## [PROBLEM STATEMENT]
Nothing outside the range is wanted. Repeat exactly the lines below from the one with "종료 코드 (시그널로" through the one with "않으면 프로세스를 종료하고".
>>>>>
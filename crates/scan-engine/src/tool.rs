//! 외부 도구 실행 -- trivy, yara, clamscan 프로세스 호출
//!
//! [`ToolRunner`]는 외부 프로그램 실행을 추상화합니다.
//! 프로덕션에서는 [`ProcessToolRunner`]가 `tokio::process::Command`로 실행하고,
//! 테스트에서는 미리 정해진 출력을 반환하는 mock을 사용합니다.

use std::future::Future;
use std::process::Stdio;
use std::time::Duration;

use tracing::debug;

use crate::error::ScanEngineError;

/// 외부 도구 실행 결과
#[derive(Debug, Clone, Default, PartialEq, Eq)]
pub struct ToolOutput {
    /// 종료 코드 (시그널로 종료된 경우 `None`)
    pub status: Option<i32>,
    /// 표준 출력 (손실 허용 UTF-8)
    pub stdout: String,
    /// 표준 에러 (손실 허용 UTF-8)
    pub stderr: String,
}

impl ToolOutput {
    /// 종료 코드 0 여부
    pub fn success(&self) -> bool {
        self.status == Some(0)
    }

    /// 사용자에게 보여줄 진단 메시지
    ///
    /// stderr, stdout 순으로 비어 있지 않은 첫 번째 값을 반환합니다.
    pub fn diagnostic(&self) -> Option<&str> {
        [self.stderr.trim(), self.stdout.trim()]
            .into_iter()
            .find(|s| !s.is_empty())
    }
}

/// 외부 도구 실행 trait
///
/// 구현체는 `timeout` 안에 프로세스가 끝나지 않으면 프로세스를 종료하고
/// `ScanEngineError::Timeout`을 반환해야 합니다.
pub trait ToolRunner: Send + Sync + 'static {
    /// 프로그램을 인자와 함께 실행하고 출력을 수집합니다.
    ///
    /// 0이 아닌 종료 코드는 에러가 아니며 `ToolOutput::status`로 전달됩니다.
    ///
    /// # Errors
    ///
    /// - `ScanEngineError::Tool`: 프로세스 실행 실패 (실행 파일 없음, 권한 등)
    /// - `ScanEngineError::Timeout`: 제한 시간 초과
    fn run(
        &self,
        program: &str,
        args: &[String],
        timeout: Duration,
    ) -> impl Future<Output = Result<ToolOutput, ScanEngineError>> + Send;
}

/// `tokio::process` 기반 도구 실행기
#[derive(Debug, Clone, Copy, Default)]
pub struct ProcessToolRunner;

impl ToolRunner for ProcessToolRunner {
    async fn run(
        &self,
        program: &str,
        args: &[String],
        timeout: Duration,
    ) -> Result<ToolOutput, ScanEngineError> {
        debug!(program, ?args, timeout_secs = timeout.as_secs(), "spawning tool");

        let child = tokio::process::Command::new(program)
            .args(args)
            .stdin(Stdio::null())
            .stdout(Stdio::piped())
            .stderr(Stdio::piped())
            .kill_on_drop(true)
            .spawn()
            .map_err(|e| ScanEngineError::Tool {
                tool: program.to_owned(),
                reason: e.to_string(),
            })?;

        // 타임아웃 시 future가 drop되면서 kill_on_drop으로 프로세스가 종료됨
        let output = match tokio::time::timeout(timeout, child.wait_with_output()).await {
            Ok(Ok(output)) => output,
            Ok(Err(e)) => {
                return Err(ScanEngineError::Tool {
                    tool: program.to_owned(),
                    reason: e.to_string(),
                });
            }
            Err(_elapsed) => {
                return Err(ScanEngineError::Timeout {
                    operation: program.to_owned(),
                    secs: timeout.as_secs(),
                });
            }
        };

        Ok(ToolOutput {
            status: output.status.code(),
            stdout: String::from_utf8_lossy(&output.stdout).into_owned(),
            stderr: String::from_utf8_lossy(&output.stderr).into_owned(),
        })
    }
}

/// 테스트용 Mock 도구 실행기
///
/// 프로그램 이름별로 미리 정한 결과를 반환하고 호출 인자를 기록합니다.
#[cfg(test)]
#[derive(Default)]
pub struct MockToolRunner {
    responses: std::collections::HashMap<String, MockResponse>,
    calls: std::sync::Mutex<Vec<(String, Vec<String>)>>,
}

#[cfg(test)]
#[derive(Clone)]
enum MockResponse {
    Output(ToolOutput),
    Timeout,
    SpawnError(String),
}

#[cfg(test)]
impl MockToolRunner {
    pub fn new() -> Self {
        Self::default()
    }

    /// 프로그램이 주어진 종료 코드와 출력을 반환하도록 설정합니다.
    pub fn with_output(mut self, program: &str, status: i32, stdout: &str, stderr: &str) -> Self {
        self.responses.insert(
            program.to_owned(),
            MockResponse::Output(ToolOutput {
                status: Some(status),
                stdout: stdout.to_owned(),
                stderr: stderr.to_owned(),
            }),
        );
        self
    }

    /// 프로그램이 타임아웃되도록 설정합니다.
    pub fn with_timeout(mut self, program: &str) -> Self {
        self.responses
            .insert(program.to_owned(), MockResponse::Timeout);
        self
    }

    /// 프로그램 실행 자체가 실패하도록 설정합니다.
    pub fn with_spawn_error(mut self, program: &str, reason: &str) -> Self {
        self.responses.insert(
            program.to_owned(),
            MockResponse::SpawnError(reason.to_owned()),
        );
        self
    }

    /// 기록된 호출 목록
    pub fn calls(&self) -> Vec<(String, Vec<String>)> {
        self.calls.lock().map(|c| c.clone()).unwrap_or_default()
    }
}

#[cfg(test)]
impl ToolRunner for MockToolRunner {
    async fn run(
        &self,
        program: &str,
        args: &[String],
        timeout: Duration,
    ) -> Result<ToolOutput, ScanEngineError> {
        if let Ok(mut calls) = self.calls.lock() {
            calls.push((program.to_owned(), args.to_vec()));
        }
        match self.responses.get(program).cloned() {
            Some(MockResponse::Output(output)) => Ok(output),
            Some(MockResponse::Timeout) => Err(ScanEngineError::Timeout {
                operation: program.to_owned(),
                secs: timeout.as_secs(),
            }),
            Some(MockResponse::SpawnError(reason)) => Err(ScanEngineError::Tool {
                tool: program.to_owned(),
                reason,
            }),
            None => Err(ScanEngineError::Tool {
                tool: program.to_owned(),
                reason: "No such file or directory (os error 2)".to_owned(),
            }),
        }
    }
}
<<<<<
## [RESULT OF THIS TASK]
    /// 종료 코드 (시그널로 종료된 경우 `None`)
    pub status: Option<i32>,
    /// 표준 출력 (손실 허용 UTF-8)
    pub stdout: String,
    /// 표준 에러 (손실 허용 UTF-8)
    pub stderr: String,
}

impl ToolOutput {
    /// 종료 코드 0 여부
    pub fn success(&self) -> bool {
        self.status == Some(0)
    }

    /// 사용자에게 보여줄 진단 메시지
    ///
    /// stderr, stdout 순으로 비어 있지 않은 첫 번째 값을 반환합니다.
    pub fn diagnostic(&self) -> Option<&str> {
        [self.stderr.trim(), self.stdout.trim()]
            .into_iter()
            .find(|s| !s.is_empty())
    }
}

/// 외부 도구 실행 trait
///
/// 구현체는 `timeout` 안에 프로세스가 끝나지 않으면 프로세스를 종료하고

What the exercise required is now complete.